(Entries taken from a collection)

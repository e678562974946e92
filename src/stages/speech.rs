use async_trait::async_trait;
use base64::Engine;
use reqwest::Client;
use serde::{Deserialize, Serialize};
use std::path::Path;

use super::{StageFailure, StageResult, Transcriber};

/// Synchronous recognition through the Google Cloud Speech-to-Text REST API
pub struct GoogleSpeechTranscriber {
    client: Client,
    endpoint: String,
    api_key: String,
    language: String,
    sample_rate: u32,
}

#[derive(Debug, Serialize)]
#[serde(rename_all = "camelCase")]
struct RecognizeRequest<'a> {
    config: RecognitionConfig<'a>,
    audio: RecognitionAudio,
}

#[derive(Debug, Serialize)]
#[serde(rename_all = "camelCase")]
struct RecognitionConfig<'a> {
    encoding: &'static str,
    sample_rate_hertz: u32,
    audio_channel_count: u32,
    language_code: &'a str,
    enable_automatic_punctuation: bool,
}

#[derive(Debug, Serialize)]
struct RecognitionAudio {
    content: String,
}

#[derive(Debug, Deserialize)]
struct RecognizeResponse {
    #[serde(default)]
    results: Vec<SpeechResult>,
}

#[derive(Debug, Deserialize)]
struct SpeechResult {
    #[serde(default)]
    alternatives: Vec<Alternative>,
}

#[derive(Debug, Deserialize)]
struct Alternative {
    #[serde(default)]
    transcript: String,
}

#[derive(Debug, Deserialize)]
struct ErrorResponse {
    error: ApiError,
}

#[derive(Debug, Deserialize)]
struct ApiError {
    #[serde(default)]
    message: String,
}

impl GoogleSpeechTranscriber {
    pub fn new(endpoint: &str, api_key: &str, language: &str, sample_rate: u32) -> Self {
        Self {
            client: Client::new(),
            endpoint: endpoint.trim_end_matches('/').to_string(),
            api_key: api_key.to_string(),
            language: language.to_string(),
            sample_rate,
        }
    }

    fn request_body(&self, audio: &[u8]) -> RecognizeRequest<'_> {
        RecognizeRequest {
            config: RecognitionConfig {
                encoding: "LINEAR16",
                sample_rate_hertz: self.sample_rate,
                audio_channel_count: 1,
                language_code: &self.language,
                enable_automatic_punctuation: true,
            },
            audio: RecognitionAudio {
                content: base64::engine::general_purpose::STANDARD.encode(audio),
            },
        }
    }
}

#[async_trait]
impl Transcriber for GoogleSpeechTranscriber {
    async fn transcribe(&self, wav_path: &Path) -> StageResult<String> {
        let audio = tokio::fs::read(wav_path).await.map_err(|e| {
            StageFailure::transcribe(format!("could not read {}: {}", wav_path.display(), e))
        })?;

        tracing::debug!(
            "Sending {} bytes to {} ({})",
            audio.len(),
            self.endpoint,
            self.language
        );

        let url = format!("{}/v1/speech:recognize", self.endpoint);
        let response = self
            .client
            .post(&url)
            .query(&[("key", self.api_key.as_str())])
            .json(&self.request_body(&audio))
            .send()
            .await
            .map_err(|e| StageFailure::transcribe(format!("request failed: {}", e)))?;

        let status = response.status();
        let body = response
            .text()
            .await
            .map_err(|e| StageFailure::transcribe(format!("reading response failed: {}", e)))?;

        if !status.is_success() {
            let message = serde_json::from_str::<ErrorResponse>(&body)
                .map(|e| e.error.message)
                .unwrap_or(body);
            return Err(StageFailure::transcribe(format!(
                "service returned HTTP {}: {}",
                status,
                message.trim()
            )));
        }

        parse_transcript(&body)
    }
}

/// Join the best alternative of every result, one per line
fn parse_transcript(body: &str) -> StageResult<String> {
    let response: RecognizeResponse = serde_json::from_str(body)
        .map_err(|e| StageFailure::transcribe(format!("unexpected response: {}", e)))?;

    let lines: Vec<String> = response
        .results
        .into_iter()
        .filter_map(|r| r.alternatives.into_iter().next())
        .map(|alt| alt.transcript.trim().to_string())
        .collect();

    Ok(lines.join("\n"))
}
use indicatif::{ProgressBar, ProgressStyle};
use std::path::{Path, PathBuf};
use std::time::Duration;
use tempfile::TempDir;

use crate::catalog::CatalogItem;
use crate::stages::progress::format_percent;
use crate::stages::{
    bounded, AudioFetcher, AudioTranscoder, HtmlRenderer, Stage, StageFailure, StageResult,
    Transcriber,
};
use crate::utils::id_file_stem;

/// Successful outcome of one item
#[derive(Debug, Clone, PartialEq)]
pub struct ProcessedItem {
    pub title: String,
    pub transcript_link: String,
}

/// Scratch state of a single item's run
///
/// The working directory is private to the item and removed when the run is
/// dropped, whichever stage the run ended in.
struct PipelineRun {
    scratch: TempDir,
    raw_audio: Option<PathBuf>,
    wav_audio: Option<PathBuf>,
}

impl PipelineRun {
    fn start(work_dir: &Path, item_id: &str) -> StageResult<Self> {
        let prepare = || -> std::io::Result<TempDir> {
            fs_err::create_dir_all(work_dir)?;
            tempfile::Builder::new()
                .prefix(&format!("{}-", id_file_stem(item_id)))
                .tempdir_in(work_dir)
        };

        let scratch = prepare().map_err(|e| {
            StageFailure::download(format!(
                "could not prepare working directory in {}: {}",
                work_dir.display(),
                e
            ))
        })?;

        Ok(Self {
            scratch,
            raw_audio: None,
            wav_audio: None,
        })
    }

    fn dir(&self) -> &Path {
        self.scratch.path()
    }

    /// Keep the scratch directory on disk instead of deleting it
    fn keep(self) -> PathBuf {
        for artifact in self.raw_audio.iter().chain(self.wav_audio.iter()) {
            tracing::debug!("Keeping {}", artifact.display());
        }
        self.scratch.keep()
    }
}

/// Runs download, convert, transcribe and render for one item
///
/// Stages run strictly in order and the first failure ends the item. There
/// is no retry here; the batch decides what to do with a failed item.
pub struct ItemPipeline {
    fetcher: Box<dyn AudioFetcher>,
    transcoder: Box<dyn AudioTranscoder>,
    transcriber: Box<dyn Transcriber>,
    renderer: HtmlRenderer,
    work_dir: PathBuf,
    stage_timeout: Option<Duration>,
    keep_audio: bool,
    show_progress: bool,
}

impl ItemPipeline {
    pub fn new(
        fetcher: Box<dyn AudioFetcher>,
        transcoder: Box<dyn AudioTranscoder>,
        transcriber: Box<dyn Transcriber>,
        renderer: HtmlRenderer,
        work_dir: impl Into<PathBuf>,
    ) -> Self {
        Self {
            fetcher,
            transcoder,
            transcriber,
            renderer,
            work_dir: work_dir.into(),
            stage_timeout: None,
            keep_audio: false,
            show_progress: false,
        }
    }

    pub fn with_stage_timeout(mut self, timeout: Option<Duration>) -> Self {
        self.stage_timeout = timeout;
        self
    }

    pub fn with_keep_audio(mut self, keep_audio: bool) -> Self {
        self.keep_audio = keep_audio;
        self
    }

    pub fn with_progress(mut self, show_progress: bool) -> Self {
        self.show_progress = show_progress;
        self
    }

    pub fn renderer(&self) -> &HtmlRenderer {
        &self.renderer
    }

    /// Process one item, returning its rendered link or the failing stage
    pub async fn process(&self, item: &CatalogItem) -> StageResult<ProcessedItem> {
        let mut run = PipelineRun::start(&self.work_dir, &item.id)?;

        let spinner = self.spinner(format!("Downloading audio for {}...", item.id));
        let raw = bounded(
            Stage::Download,
            self.stage_timeout,
            self.fetcher.download(&item.id, run.dir()),
        )
        .await;
        spinner.finish_and_clear();
        let raw = run.raw_audio.insert(raw?).clone();

        let wav = self.convert(&raw, run.dir(), &item.id).await?;
        let wav = run.wav_audio.insert(wav).clone();

        let spinner = self.spinner(format!("Transcribing audio for {}...", item.id));
        let text = bounded(
            Stage::Transcribe,
            self.stage_timeout,
            self.transcriber.transcribe(&wav),
        )
        .await;
        spinner.finish_and_clear();
        let text = text?;

        let link = bounded(
            Stage::Render,
            self.stage_timeout,
            self.renderer.render(&item.id, &item.title, &text),
        )
        .await?;

        if self.keep_audio {
            let kept = run.keep();
            tracing::info!("Kept audio for {} in {}", item.id, kept.display());
        }

        Ok(ProcessedItem {
            title: item.title.clone(),
            transcript_link: link,
        })
    }

    async fn convert(&self, raw: &Path, dest_dir: &Path, item_id: &str) -> StageResult<PathBuf> {
        let bar = if self.show_progress {
            let bar = ProgressBar::new(100);
            if let Ok(style) = ProgressStyle::default_bar()
                .template("{spinner:.green} [{elapsed_precise}] [{bar:40.cyan/blue}] {msg}")
            {
                bar.set_style(style.progress_chars("#>-"));
            }
            bar
        } else {
            ProgressBar::hidden()
        };
        bar.set_message(format!("Converting audio format for {}", item_id));

        let report = {
            let bar = bar.clone();
            let item_id = item_id.to_string();
            move |percent: f64| {
                bar.set_position(percent.round() as u64);
                bar.set_message(format!(
                    "Converting audio format for {}: {}",
                    item_id,
                    format_percent(percent)
                ));
                tracing::trace!("{} conversion at {}", item_id, format_percent(percent));
            }
        };

        let result = bounded(
            Stage::Convert,
            self.stage_timeout,
            self.transcoder.convert(raw, dest_dir, &report),
        )
        .await;
        bar.finish_and_clear();
        result
    }

    fn spinner(&self, message: String) -> ProgressBar {
        if !self.show_progress {
            return ProgressBar::hidden();
        }

        let spinner = ProgressBar::new_spinner();
        if let Ok(style) = ProgressStyle::default_spinner().template("{spinner:.green} {msg}") {
            spinner.set_style(style);
        }
        spinner.set_message(message);
        spinner.enable_steady_tick(Duration::from_millis(120));
        spinner
    }
}

#[cfg(test)]
pub(crate) mod fakes {
    //! In-process stand-ins for the external tools

    use async_trait::async_trait;
    use std::collections::HashSet;
    use std::path::{Path, PathBuf};

    use crate::stages::{
        AudioFetcher, AudioTranscoder, ProgressFn, StageFailure, StageResult, Transcriber,
    };

    /// Writes a fake mp3, failing for the listed ids
    #[derive(Default)]
    pub struct FakeFetcher {
        pub failing: HashSet<String>,
    }

    impl FakeFetcher {
        pub fn failing(ids: &[&str]) -> Self {
            Self {
                failing: ids.iter().map(|id| id.to_string()).collect(),
            }
        }
    }

    #[async_trait]
    impl AudioFetcher for FakeFetcher {
        async fn download(&self, item_id: &str, dest_dir: &Path) -> StageResult<PathBuf> {
            if self.failing.contains(item_id) {
                return Err(StageFailure::download("yt-dlp exited with exit status: 1"));
            }
            let path = dest_dir.join(format!("{}.mp3", item_id));
            fs_err::write(&path, b"ID3").map_err(|e| StageFailure::download(e.to_string()))?;
            Ok(path)
        }
    }

    /// Copies the source next to it as wav, reporting the ffmpeg-style progress lines
    pub struct FakeTranscoder;

    #[async_trait]
    impl AudioTranscoder for FakeTranscoder {
        async fn convert(&self, src: &Path, dest_dir: &Path, progress: &ProgressFn) -> StageResult<PathBuf> {
            let mut parser = crate::stages::ProgressParser::new();
            for line in ["duration=120.0", "out_time_ms=60000000", "progress=end"] {
                if let Some(percent) = parser.feed(line) {
                    progress(percent);
                }
            }
            let stem = src.file_stem().unwrap_or_default().to_string_lossy().into_owned();
            let target = dest_dir.join(format!("{}.wav", stem));
            fs_err::copy(src, &target).map_err(|e| StageFailure::convert(e.to_string()))?;
            Ok(target)
        }
    }

    /// Returns the same segments for every file
    pub struct FakeTranscriber {
        pub segments: Vec<String>,
    }

    impl FakeTranscriber {
        pub fn new(segments: &[&str]) -> Self {
            Self {
                segments: segments.iter().map(|s| s.to_string()).collect(),
            }
        }
    }

    #[async_trait]
    impl Transcriber for FakeTranscriber {
        async fn transcribe(&self, wav_path: &Path) -> StageResult<String> {
            if !wav_path.is_file() {
                return Err(StageFailure::transcribe("missing wav"));
            }
            Ok(self.segments.join("\n"))
        }
    }
}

> [Instructions to follow]: Starting with the line above that holds "pub fn renderer(&self)" and stopping with the line that holds "move |percent: f64|", reproduce each line exactly, omitting all other lines.

> [Answer section]:
    pub fn renderer(&self) -> &HtmlRenderer {
        &self.renderer
    }

    /// Process one item, returning its rendered link or the failing stage
    pub async fn process(&self, item: &CatalogItem) -> StageResult<ProcessedItem> {
        let mut run = PipelineRun::start(&self.work_dir, &item.id)?;

        let spinner = self.spinner(format!("Downloading audio for {}...", item.id));
        let raw = bounded(
            Stage::Download,
            self.stage_timeout,
            self.fetcher.download(&item.id, run.dir()),
        )
        .await;
        spinner.finish_and_clear();
        let raw = run.raw_audio.insert(raw?).clone();

        let wav = self.convert(&raw, run.dir(), &item.id).await?;
        let wav = run.wav_audio.insert(wav).clone();

        let spinner = self.spinner(format!("Transcribing audio for {}...", item.id));
        let text = bounded(
            Stage::Transcribe,
            self.stage_timeout,
            self.transcriber.transcribe(&wav),
        )
        .await;
        spinner.finish_and_clear();
        let text = text?;

        let link = bounded(
            Stage::Render,
            self.stage_timeout,
            self.renderer.render(&item.id, &item.title, &text),
        )
        .await?;

        if self.keep_audio {
            let kept = run.keep();
            tracing::info!("Kept audio for {} in {}", item.id, kept.display());
        }

        Ok(ProcessedItem {
            title: item.title.clone(),
            transcript_link: link,
        })
    }

    async fn convert(&self, raw: &Path, dest_dir: &Path, item_id: &str) -> StageResult<PathBuf> {
        let bar = if self.show_progress {
            let bar = ProgressBar::new(100);
            if let Ok(style) = ProgressStyle::default_bar()
                .template("{spinner:.green} [{elapsed_precise}] [{bar:40.cyan/blue}] {msg}")
            {
                bar.set_style(style.progress_chars("#>-"));
            }
            bar
        } else {
            ProgressBar::hidden()
        };
        bar.set_message(format!("Converting audio format for {}", item_id));

        let report = {
            let bar = bar.clone();
            let item_id = item_id.to_string();
            move |percent: f64| {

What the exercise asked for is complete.